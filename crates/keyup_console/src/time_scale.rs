//! Debug-console entries and key bindings that change the game's time scale.
//!
//! Default entries, under `Extensions/TimeScale/`:
//!
//! | Entry      | Scale | Key     |
//! |------------|-------|---------|
//! | Ultra Slow | 0     | Shift+S |
//! | Slow       | 0.15  | S       |
//! | Normal     | 1     | D       |
//! | Fast       | 3     | F       |
//! | Ultra Fast | 20    | Shift+F |
//!
//! Games that use these keys for play should override them in config or set
//! them to `null`.

use std::cell::Cell;
use std::rc::Rc;

use serde::{Deserialize, Serialize};
use tracing::info;

use crate::bindings::{Callback, Chord};
use crate::input::{Key, Modifier};
use crate::options::{OptionButton, OptionsCatalog, OptionsError};

pub const DEFAULT_PARENT_FOLDER: &str = "Extensions/TimeScale/";
pub const NORMAL_SCALE: f32 = 1.0;

#[derive(Debug, Clone, PartialEq, Serialize, Deserialize)]
#[serde(default, deny_unknown_fields)]
pub struct TimeScaleConfig {
    /// Menu folder for the entries. They need a folder even when only the key
    /// bindings are used.
    pub parent_folder: String,
    pub ultra_slow_scale: f32,
    pub slow_scale: f32,
    pub fast_scale: f32,
    pub ultra_fast_scale: f32,
    pub ultra_slow_key: Option<Chord>,
    pub slow_key: Option<Chord>,
    pub normal_key: Option<Chord>,
    pub fast_key: Option<Chord>,
    pub ultra_fast_key: Option<Chord>,
}

impl Default for TimeScaleConfig {
    fn default() -> Self {
        Self {
            parent_folder: DEFAULT_PARENT_FOLDER.to_string(),
            ultra_slow_scale: 0.0,
            slow_scale: 0.15,
            fast_scale: 3.0,
            ultra_fast_scale: 20.0,
            ultra_slow_key: Some(Chord::new(Key::S).with(Modifier::Shift)),
            slow_key: Some(Chord::new(Key::S)),
            normal_key: Some(Chord::new(Key::D)),
            fast_key: Some(Chord::new(Key::F)),
            ultra_fast_key: Some(Chord::new(Key::F).with(Modifier::Shift)),
        }
    }
}

impl TimeScaleConfig {
    /// Trimmed folder with exactly the trailing separator the menu expects.
    pub fn normalized_folder(&self) -> String {
        let mut folder = self.parent_folder.trim().to_string();
        if !folder.ends_with('/') {
            folder.push('/');
        }
        folder
    }

    pub(crate) fn scales(&self) -> [(&'static str, f32); 4] {
        [
            ("ultra_slow_scale", self.ultra_slow_scale),
            ("slow_scale", self.slow_scale),
            ("fast_scale", self.fast_scale),
            ("ultra_fast_scale", self.ultra_fast_scale),
        ]
    }
}

/// Receives speed changes. Hosts with their own speed controls implement this
/// instead of using [`SharedTimeScale`].
pub trait TimeScaleTarget {
    fn set_speed(&self, scale: f32);

    fn reset_speed(&self) {
        self.set_speed(NORMAL_SCALE);
    }
}

/// Time scale shared between the console entries and the game loop.
#[derive(Debug, Clone)]
pub struct SharedTimeScale {
    scale: Rc<Cell<f32>>,
}

impl Default for SharedTimeScale {
    fn default() -> Self {
        Self {
            scale: Rc::new(Cell::new(NORMAL_SCALE)),
        }
    }
}

impl SharedTimeScale {
    pub fn new() -> Self {
        Self::default()
    }

    pub fn get(&self) -> f32 {
        self.scale.get()
    }
}

impl TimeScaleTarget for SharedTimeScale {
    fn set_speed(&self, scale: f32) {
        let previous = self.scale.replace(scale);
        info!(previous, scale, "time_scale_changed");
    }
}

pub struct TimeScaleControl {
    config: TimeScaleConfig,
    target: Rc<dyn TimeScaleTarget>,
}

impl TimeScaleControl {
    pub fn new(config: TimeScaleConfig, target: Rc<dyn TimeScaleTarget>) -> Self {
        Self { config, target }
    }

    /// Adds the speed entries to `catalog`. Speed entries whose scale is
    /// effectively 1 are left out since Normal already covers them. Returns
    /// the number of entries added.
    pub fn install<C: OptionsCatalog + ?Sized>(
        &self,
        catalog: &mut C,
    ) -> Result<usize, OptionsError> {
        let folder = self.config.normalized_folder();
        let mut added = 0;

        added += self.add_speed_button(
            catalog,
            &folder,
            "Ultra Slow",
            self.config.ultra_slow_scale,
            self.config.ultra_slow_key,
        )?;
        added += self.add_speed_button(
            catalog,
            &folder,
            "Slow",
            self.config.slow_scale,
            self.config.slow_key,
        )?;

        let target = Rc::clone(&self.target);
        let reset: Callback = Rc::new(move || target.reset_speed());
        catalog.add_button(
            OptionButton::new(format!("{folder}Normal"), reset)
                .auto_close_overlay()
                .bind_to_keyboard(self.config.normal_key),
        )?;
        added += 1;

        added += self.add_speed_button(
            catalog,
            &folder,
            "Fast",
            self.config.fast_scale,
            self.config.fast_key,
        )?;
        added += self.add_speed_button(
            catalog,
            &folder,
            "Ultra Fast",
            self.config.ultra_fast_scale,
            self.config.ultra_fast_key,
        )?;

        info!(folder = %folder, entries = added, "time_scale_installed");
        Ok(added)
    }

    fn add_speed_button<C: OptionsCatalog + ?Sized>(
        &self,
        catalog: &mut C,
        folder: &str,
        label: &str,
        scale: f32,
        key: Option<Chord>,
    ) -> Result<usize, OptionsError> {
        if approximately(scale, NORMAL_SCALE) {
            return Ok(0);
        }
        let target = Rc::clone(&self.target);
        let action: Callback = Rc::new(move || target.set_speed(scale));
        catalog.add_button(
            OptionButton::new(format!("{folder}{label}"), action)
                .auto_close_overlay()
                .bind_to_keyboard(key),
        )?;
        Ok(1)
    }
}

fn approximately(a: f32, b: f32) -> bool {
    let tolerance = (1e-6 * a.abs().max(b.abs())).max(f32::EPSILON * 8.0);
    (b - a).abs() < tolerance
}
★ ★ ★ ★
■ **GOAL OF THE EXERCISE**:
Starting with the line that contains "let action: Callback", restate every line up to and including the last one above, exactly.

■ **TASK SOLUTION**:
        let action: Callback = Rc::new(move || target.set_speed(scale));
        catalog.add_button(
            OptionButton::new(format!("{folder}{label}"), action)
                .auto_close_overlay()
                .bind_to_keyboard(key),
        )?;
        Ok(1)
    }
}

fn approximately(a: f32, b: f32) -> bool {
    let tolerance = (1e-6 * a.abs().max(b.abs())).max(f32::EPSILON * 8.0);
    (b - a).abs() < tolerance
}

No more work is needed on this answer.